HOW TO COMPLETE THIS TASK: At the line containing "assert_eq!(cells.first().unwrap().date, date(2022, 2, 28));", begin retyping, and continue word for word until the records below run out.

Saved entries
==========

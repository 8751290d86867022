use chrono::{Datelike, Duration, NaiveDate};

use crate::calendar::MonthRef;

pub const WEEK_COLUMNS: usize = 7;

/// One day slot of a rendered month grid. Leading and trailing cells carry
/// real dates of the adjacent months, flagged with `in_month = false`.
#[derive(Debug, Clone, Copy, PartialEq, Eq)]
pub struct GridCell {
    pub date: NaiveDate,
    pub selected: bool,
    pub in_month: bool,
}

/// Computes the full set of cells for one month, as whole Monday-aligned
/// weeks covering every day of `month` plus the leading/trailing days
/// needed to fill the first and last week.
///
/// `selected` marks at most one cell; a selection outside the grid's range
/// is simply not shown, never clamped into it.
pub fn month_grid(month: MonthRef, selected: NaiveDate) -> Vec<GridCell> {
    let first = month.first_day();
    let leading = first.weekday().num_days_from_monday() as i64;
    let num_days = month.num_days() as i64;
    let week_rows = (num_days + leading + 6) / 7;

    // Five or six rows for every month, except a 28-day February starting
    // on Monday which fits exactly in four.
    debug_assert!((4..=6).contains(&week_rows));

    (0..week_rows * WEEK_COLUMNS as i64)
        .map(|idx| {
            let date = first + Duration::days(idx - leading);
            GridCell {
                date,
                selected: date == selected,
                in_month: month.contains(&date),
            }
        })
        .collect()
}

#[cfg(test)]
mod tests {
    use super::*;
    use chrono::Month;

    fn date(year: i32, month: u32, day: u32) -> NaiveDate {
        NaiveDate::from_ymd_opt(year, month, day).unwrap()
    }

    fn grid_of(month: Month, year: i32) -> Vec<GridCell> {
        // Selection far outside the grid
        month_grid(MonthRef::new(month, year), date(1970, 1, 1))
    }

    #[test]
    fn whole_weeks_only() {
        for &(month, year) in &[
            (Month::January, 2022),
            (Month::February, 2022),
            (Month::August, 2022),
            (Month::October, 2022),
            (Month::December, 2023),
            (Month::February, 2024),
        ] {
            let cells = grid_of(month, year);
            assert_eq!(cells.len() % WEEK_COLUMNS, 0);
            assert!(matches!(cells.len() / WEEK_COLUMNS, 5 | 6));
        }
    }

    #[test]
    fn first_of_month_lands_after_leading_offset() {
        // March 2022 starts on a Tuesday
        let cells = grid_of(Month::March, 2022);

        assert_eq!(cells[1].date, date(2022, 3, 1));
        assert!(cells[1].in_month);
        assert!(!cells[0].in_month);
    }

    #[test]
    fn month_starting_monday_has_no_leading_cells() {
        let cells = grid_of(Month::August, 2022);

        assert_eq!(cells[0].date, date(2022, 8, 1));
        assert!(cells[0].in_month);
        assert_eq!(cells.len(), 5 * WEEK_COLUMNS);
    }

    #[test]
    fn four_week_february_fits_exactly() {
        // Feb 2021: 28 days beginning on a Monday, no out-of-month cells
        let cells = grid_of(Month::February, 2021);

        assert_eq!(cells.len(), 4 * WEEK_COLUMNS);
        assert!(cells.iter().all(|cell| cell.in_month));
    }

    #[test]
    fn leading_and_trailing_cells_are_adjacent_month_dates() {
        let cells = grid_of(Month::March, 2022);

        assert_eq!(cells.first().unwrap().date, date(2022, 2, 28));
        assert_eq!(cells.last().unwrap().date, date(2022, 4, 3));
        assert!(!cells.last().unwrap().in_month);
    }

    #[test]
    fn leap_year_february() {
        let cells = grid_of(Month::February, 2024);

        assert_eq!(cells.len(), 5 * WEEK_COLUMNS);
        assert!(cells
            .iter()
            .any(|cell| cell.date == date(2024, 2, 29) && cell.in_month));

        let cells = grid_of(Month::February, 2023);
        assert!(!cells
            .iter()
            .any(|cell| cell.in_month && cell.date == date(2023, 2, 29)));
    }

    #[test]
    fn exactly_one_cell_selected_when_visible() {
        let cells = month_grid(MonthRef::new(Month::March, 2022), date(2022, 3, 15));
        assert_eq!(cells.iter().filter(|cell| cell.selected).count(), 1);

        // A leading cell of the adjacent month is selectable too
        let cells = month_grid(MonthRef::new(Month::March, 2022), date(2022, 2, 28));
        let hit: Vec<_> = cells.iter().filter(|cell| cell.selected).collect();
        assert_eq!(hit.len(), 1);
        assert!(!hit[0].in_month);
    }

    #[test]
    fn selection_outside_the_grid_is_not_shown() {
        let cells = month_grid(MonthRef::new(Month::March, 2022), date(2000, 1, 1));
        assert_eq!(cells.iter().filter(|cell| cell.selected).count(), 0);
    }
}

==========

PROBLEM SOLUTION:
        assert_eq!(cells.first().unwrap().date, date(2022, 2, 28));
        assert_eq!(cells.last().unwrap().date, date(2022, 4, 3));
        assert!(!cells.last().unwrap().in_month);
    }

    #[test]
    fn leap_year_february() {
        let cells = grid_of(Month::February, 2024);

        assert_eq!(cells.len(), 5 * WEEK_COLUMNS);
        assert!(cells
            .iter()
            .any(|cell| cell.date == date(2024, 2, 29) && cell.in_month));

        let cells = grid_of(Month::February, 2023);
        assert!(!cells
            .iter()
            .any(|cell| cell.in_month && cell.date == date(2023, 2, 29)));
    }

    #[test]
    fn exactly_one_cell_selected_when_visible() {
        let cells = month_grid(MonthRef::new(Month::March, 2022), date(2022, 3, 15));
        assert_eq!(cells.iter().filter(|cell| cell.selected).count(), 1);

        // A leading cell of the adjacent month is selectable too
        let cells = month_grid(MonthRef::new(Month::March, 2022), date(2022, 2, 28));
        let hit: Vec<_> = cells.iter().filter(|cell| cell.selected).collect();
        assert_eq!(hit.len(), 1);
        assert!(!hit[0].in_month);
    }

    #[test]
    fn selection_outside_the_grid_is_not_shown() {
        let cells = month_grid(MonthRef::new(Month::March, 2022), date(2000, 1, 1));
        assert_eq!(cells.iter().filter(|cell| cell.selected).count(), 0);
    }
}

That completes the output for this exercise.